Effects on Cognitive Function
Because nitric oxide improves blood flow everywhere, not just to muscles, Nitrosigine also appears to sharpen certain aspects of mental performance. A randomized, double-blind study at the University of Arkansas tested 1.5 grams of Nitrosigine in young women aged 18 to 25, measuring cognitive function 60 minutes after supplementation using a standardized neuropsychological battery.
Participants who took Nitrosigine scored significantly higher on immediate memory tasks compared to those who took a placebo. There was also a trend toward improvement in overall cognitive index scores, though that didn’t quite reach full statistical significance. The mechanism likely comes down to the same blood flow enhancement: more oxygen reaching the brain supports faster processing and better short-term recall. This cognitive angle is why Nitrosigine has started appearing in nootropic and focus-oriented supplements, not just gym products.
Dosage and Timing
The standard dose used across clinical studies is 1.5 grams, though research has tested doses ranging from 0.5 to 2.0 grams. Most pre-workout supplements include 1.5 grams, which matches the dose shown to improve both blood vessel dilation and cognitive performance.
Nitrosigine acts quickly. Arginine levels in the blood begin rising within 15 minutes of a single dose and remain elevated for up to six hours. For exercise, taking it about 60 minutes before training appears to be the timing most commonly used in studies, though the fast onset means you likely don’t need a full hour of lead time for noticeable effects. Daily use compounds the benefits, as baseline nitric oxide levels gradually increase with consistent supplementation rather than simply spiking and returning to normal after each dose.
How It Compares to Other Nitric Oxide Boosters
The three most common nitric oxide supplements are plain L-arginine, citrulline malate, and Nitrosigine. Each raises nitric oxide through the same basic pathway, but they differ considerably in how efficiently they get there.
- L-arginine: The simplest option, but most of it gets broken down in the gut before reaching the bloodstream. You need large doses (3 to 6 grams or more), and even then, blood levels of arginine don’t rise as high as with Nitrosigine. It also performs worse at increasing exercise blood flow and reducing markers of muscle fatigue.
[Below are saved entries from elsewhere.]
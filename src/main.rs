// Module-specific lints configuration
#![allow(clippy::uninlined_format_args)]

use anyhow::{anyhow, Context, Result};
use clap::{Parser, Subcommand, ValueEnum};
use log::{warn, Level, LevelFilter, Log, Metadata, Record, SetLoggerError};
use std::fs::File;
use std::io::{BufReader, Write};
use std::path::{Path, PathBuf};

use crate::app_config::{Config, LlmProvider};
use crate::app_controller::Controller;
use crate::rule_profile::RuleProfile;
use crate::storage::ArtifactStore;

mod app_config;
mod app_controller;
mod book;
mod errors;
mod job;
mod language_utils;
mod normalize;
mod providers;
mod refine;
mod rule_profile;
mod segment;
mod storage;
mod translate;

/// CLI Wrapper for LlmProvider to implement ValueEnum
#[derive(Debug, Clone, ValueEnum)]
enum CliProvider {
    Ollama,
    Anthropic,
}

impl From<CliProvider> for LlmProvider {
    fn from(cli_provider: CliProvider) -> Self {
        match cli_provider {
            CliProvider::Ollama => LlmProvider::Ollama,
            CliProvider::Anthropic => LlmProvider::Anthropic,
        }
    }
}

/// CLI Wrapper for LogLevel to implement ValueEnum
#[derive(Debug, Clone, ValueEnum)]
enum CliLogLevel {
    Error,
    Warn,
    Info,
    Debug,
    Trace,
}

impl From<CliLogLevel> for app_config::LogLevel {
    fn from(cli_level: CliLogLevel) -> Self {
        match cli_level {
            CliLogLevel::Error => app_config::LogLevel::Error,
            CliLogLevel::Warn => app_config::LogLevel::Warn,
            CliLogLevel::Info => app_config::LogLevel::Info,
            CliLogLevel::Debug => app_config::LogLevel::Debug,
            CliLogLevel::Trace => app_config::LogLevel::Trace,
        }
    }
}

fn level_filter(level: &app_config::LogLevel) -> LevelFilter {
    match level {
        app_config::LogLevel::Error => LevelFilter::Error,
        app_config::LogLevel::Warn => LevelFilter::Warn,
        app_config::LogLevel::Info => LevelFilter::Info,
        app_config::LogLevel::Debug => LevelFilter::Debug,
        app_config::LogLevel::Trace => LevelFilter::Trace,
    }
}

#[derive(Subcommand, Debug)]
enum Commands {
    /// Structure an OCR markdown file into a book (default command)
    Structure(StructureArgs),

    /// List book artifacts in the store
    List {
        /// Artifact store directory
        #[arg(long, default_value = "artifacts")]
        store_dir: PathBuf,
    },
}

#[derive(Parser, Debug)]
struct StructureArgs {
    /// Input OCR markdown file
    #[arg(value_name = "INPUT_PATH")]
    input_path: Option<PathBuf>,

    /// Book slug (stable external id); defaults to the input file stem
    #[arg(long)]
    slug: Option<String>,

    /// Short uppercase code used in reference ids; defaults from the slug
    #[arg(long)]
    code: Option<String>,

    /// Rule profile JSON file
    #[arg(short = 'r', long)]
    profile: Option<PathBuf>,

    /// Target language codes for translation (e.g., 'fr', 'de')
    #[arg(short, long)]
    target_language: Vec<String>,

    /// LLM provider for refinement and translation
    #[arg(short, long, value_enum)]
    provider: Option<CliProvider>,

    /// Model name to use
    #[arg(short, long)]
    model: Option<String>,

    /// Disable the LLM passes entirely
    #[arg(long)]
    no_refine: bool,

    /// Configuration file path
    #[arg(short, long, default_value = "conf.json")]
    config_path: String,

    /// Artifact store directory
    #[arg(long, default_value = "artifacts")]
    store_dir: PathBuf,

    /// Export output directory
    #[arg(short, long, default_value = "export")]
    output_dir: PathBuf,

    /// Set logging level
    #[arg(short, long, value_enum)]
    log_level: Option<CliLogLevel>,
}

/// Scriptorium - OCR scans to structured, translated books
///
/// Turns raw OCR markdown of a scanned document into a hierarchical,
/// speaker-attributed book and optionally machine-translates it using
/// AI providers (Ollama, Anthropic).
#[derive(Parser, Debug)]
#[command(name = "scriptorium")]
#[command(version = "0.3.0")]
#[command(about = "OCR-to-structured-book pipeline")]
#[command(long_about = "Scriptorium segments raw OCR markdown into chapters, sections and
paragraphs, attributes speakers, refines low-confidence attributions with an
LLM, and fills per-language translation slots.

EXAMPLES:
    scriptorium scan.md                          # Structure using default config
    scriptorium scan.md --slug genesis --code GEN
    scriptorium -r psalter.json scan.md          # Use a custom rule profile
    scriptorium -t fr -t de scan.md              # Translate into French and German
    scriptorium --no-refine scan.md              # Rules only, no LLM calls
    scriptorium list --store-dir artifacts       # List stored books

CONFIGURATION:
    Configuration is stored in conf.json by default. You can specify a different
    config file with --config. If the config file doesn't exist, a default one
    will be created automatically.

SUPPORTED PROVIDERS:
    ollama    - Local Ollama server (default: llama2)
    anthropic - Anthropic Claude API (requires API key)")]
struct CommandLineOptions {
    #[command(subcommand)]
    command: Option<Commands>,

    #[command(flatten)]
    structure: StructureArgs,
}

// @struct: Custom logger implementation
struct CustomLogger {
    level: LevelFilter,
}

impl CustomLogger {
    // @initializes: Global logger
    fn init(level: LevelFilter) -> Result<(), SetLoggerError> {
        log::set_boxed_logger(Box::new(CustomLogger { level }))?;
        log::set_max_level(level);
        Ok(())
    }

    // @returns: ANSI color for log level
    fn color_for_level(level: Level) -> &'static str {
        match level {
            Level::Error => "\x1B[1;31m",
            Level::Warn => "\x1B[1;33m",
            Level::Info => "\x1B[1;32m",
            Level::Debug => "\x1B[1;36m",
            Level::Trace => "\x1B[1;35m",
        }
    }
}

impl Log for CustomLogger {
    fn enabled(&self, metadata: &Metadata) -> bool {
        metadata.level() <= self.level
    }

    fn log(&self, record: &Record) {
        if self.enabled(record.metadata()) {
            let now = chrono::Local::now().format("%H:%M:%S%.3f");
            let color = Self::color_for_level(record.level());
            let _ = writeln!(
                std::io::stderr(),
                "{}{} {:5} {}\x1B[0m",
                color,
                now,
                record.level(),
                record.args()
            );
        }
    }

    fn flush(&self) {
        let _ = std::io::stderr().flush();
    }
}

#[tokio::main]
async fn main() -> Result<()> {
    // Initialize the logger once with info level by default.
    // The level is updated after the config is loaded.
    CustomLogger::init(LevelFilter::Info)?;

    let cli = CommandLineOptions::parse();

    match cli.command {
        Some(Commands::List { store_dir }) => {
            let store = ArtifactStore::new(&store_dir);
            for slug in store.list()? {
                println!("{}", slug);
            }
            Ok(())
        }
        Some(Commands::Structure(args)) => run_structure(args).await,
        None => run_structure(cli.structure).await,
    }
}

async fn run_structure(options: StructureArgs) -> Result<()> {
    // If log level is set via command line, apply it immediately
    if let Some(cmd_log_level) = &options.log_level {
        log::set_max_level(level_filter(&cmd_log_level.clone().into()));
    }

    let mut config = load_or_create_config(&options.config_path)?;

    // Override config with CLI options if provided
    if let Some(provider) = &options.provider {
        config.refinement.provider = provider.clone().into();
    }
    if let Some(model) = &options.model {
        let provider_str = config.refinement.provider.to_lowercase_string();
        if let Some(provider_config) = config
            .refinement
            .available_providers
            .iter_mut()
            .find(|p| p.provider_type == provider_str)
        {
            provider_config.model = model.clone();
        }
    }
    if !options.target_language.is_empty() {
        config.target_languages = options.target_language.clone();
    }
    if options.no_refine {
        config.refinement.enabled = false;
    }
    if let Some(log_level) = &options.log_level {
        config.log_level = log_level.clone().into();
    }

    config.validate().context("Configuration validation failed")?;

    if options.log_level.is_none() {
        log::set_max_level(level_filter(&config.log_level));
    }

    let input_path = options
        .input_path
        .clone()
        .ok_or_else(|| anyhow!("INPUT_PATH is required"))?;

    let slug = match &options.slug {
        Some(slug) => slug.clone(),
        None => input_path
            .file_stem()
            .and_then(|s| s.to_str())
            .map(str::to_string)
            .ok_or_else(|| anyhow!("Cannot derive a slug from {:?}", input_path))?,
    };
    let code = options
        .code
        .clone()
        .unwrap_or_else(|| default_code_from_slug(&slug));

    let profile = RuleProfile::load_or_default(options.profile.as_deref());

    let controller = Controller::with_config(config)?;
    let job = controller
        .run(
            &input_path,
            &slug,
            &code,
            &profile,
            &options.store_dir,
            &options.output_dir,
        )
        .await?;

    println!("Job {} finished: {}", job.id, job.status);
    Ok(())
}

fn load_or_create_config(config_path: &str) -> Result<Config> {
    if Path::new(config_path).exists() {
        let file = File::open(config_path)
            .context(format!("Failed to open config file: {}", config_path))?;
        let reader = BufReader::new(file);
        serde_json::from_reader(reader)
            .context(format!("Failed to parse config file: {}", config_path))
    } else {
        warn!("Config file not found at '{}', creating default config.", config_path);
        let config = Config::default();
        let config_json = serde_json::to_string_pretty(&config)
            .context("Failed to serialize default config to JSON")?;
        std::fs::write(config_path, config_json)
            .context(format!("Failed to write default config to file: {}", config_path))?;
        Ok(config)
    }
}

/// Derive a short uppercase code from a slug: first three alphanumeric
/// characters, uppercased.
fn default_code_from_slug(slug: &str) -> String {
    let code: String = slug
        .chars()
        .filter(|c| c.is_alphanumeric())
        .take(3)
        .collect::<String>()
        .to_uppercase();
    if code.is_empty() { "BK".to_string() } else { code }
}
- Citrulline malate: More bioavailable than plain arginine because citrulline converts to arginine after bypassing the gut. Effective, but requires 6 to 8 grams per dose. Produces equivalent blood vessel dilation to Nitrosigine at those higher doses.
- Nitrosigine: Achieves the same vascular dilation as 8 grams of citrulline malate with just 1.5 grams. Raises blood arginine more effectively than unbonded arginine at equivalent doses. The tradeoff is cost, as it’s a patented ingredient that tends to be pricier per serving than bulk citrulline.
If you’re choosing between citrulline and Nitrosigine, the research suggests they perform equally well for blood flow at their respective standard doses. The practical difference is convenience: 1.5 grams is far easier to fit into a capsule or a reasonably sized scoop than 8 grams. Some supplement formulas include both, though there isn’t strong evidence yet that combining them produces additive benefits beyond what either achieves alone.
Additional Effects of Silicate
Because Nitrosigine contains silicon (from the silicate component), supplementation raises blood levels of silicon as well. Silicon plays a role in collagen formation and connective tissue health, including blood vessel walls. This dual delivery of arginine and silicon may contribute to the vascular benefits beyond what arginine alone provides, since the bonded complex outperforms equivalent doses of arginine, silicon, and inositol given separately. In other words, the chemical bonding itself appears to create effects greater than the sum of its individual parts.